COM AVES NOCTÍVAGAS NÃO SE OUÇAM HISTÓRIAS ONDE MANDE A ESCURIDÃO

Um passarito na janela? Não, não pode ser. A tão altas horas da noite, no escuro, não é costume haver pássaros a debicar a própria imagem nas vidraças. Aliás, nem lá há reflexo algum, espreitando de fora para dentro, já que a pouca luz permitida segue em sentido contrário. E embora até lá haja migalhas de pão, no peitoril, a hora da refeição já passou.
O chilreio é parecido, todavia. Chega a lembrar o dos filhotes, no ninho, mal os pais voltam e tentam repartir, sem esquecer nenhum daqueles bicos escancarados, a sempre escassa papa conseguida, minhoca, varejeira ou gafanhoto.
Além do mais, nota-se pela aragem fria que imprime arrepios na pele do pescoço, a janela deve estar entreaberta desde que a frescura matinal tanto aconselhou.
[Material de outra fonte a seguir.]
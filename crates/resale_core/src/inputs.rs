use std::path::PathBuf;

pub type ImageId = u64;

/// A user-chosen image file. `id` identifies the preview owned for it.
#[derive(Debug, Clone, PartialEq, Eq, Hash)]
pub struct ImageFile {
    pub id: ImageId,
    pub path: PathBuf,
}

impl ImageFile {
    pub fn new(id: ImageId, path: impl Into<PathBuf>) -> Self {
        Self {
            id,
            path: path.into(),
        }
    }
}

/// What the user has entered before starting a run.
#[derive(Debug, Clone, PartialEq, Eq, Default)]
pub struct SearchInputs {
    pub main_image: Option<ImageFile>,
    pub extra_images: Vec<ImageFile>,
    pub text: String,
    pub item_name: String,
}

impl SearchInputs {
    pub(crate) fn text_field(&self) -> Option<String> {
        non_blank(&self.text)
    }

    pub(crate) fn item_name_field(&self) -> Option<String> {
        non_blank(&self.item_name)
    }

    /// Every image currently held, main image first.
    pub(crate) fn all_images(&self) -> impl Iterator<Item = &ImageFile> {
        self.main_image.iter().chain(self.extra_images.iter())
    }
}

fn non_blank(value: &str) -> Option<String> {
    let trimmed = value.trim();
    (!trimmed.is_empty()).then(|| trimmed.to_string())
}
E assim terá estado todo o dia, a embater de quando em quando na ombreira e a dizer de quão mais prudente seria que a fechassem. A ladroagem, à luz do exemplo vindo dos píncaros, também tem mostrado os dentes e as garras a quem, por norma, duvide.
Outros barulhos em paralelo, entretanto, prestam uma ajuda preciosa na desmontagem do mistério. Acontecendo ao nível do soalho, os ditos barulhos, só uma alma, em toda a casa, os poderia produzir: o gato. É mesmo o bichano que brinca com uma bola de borracha, furada, e que, ao pular-lhe em cima e ao mordiscá-la, a faz chiar, gemer, chilrear.
A um cego, não de nascença, ainda lhe valerá a parca fortuna da memória. À cegueira congénita, só o imaginário.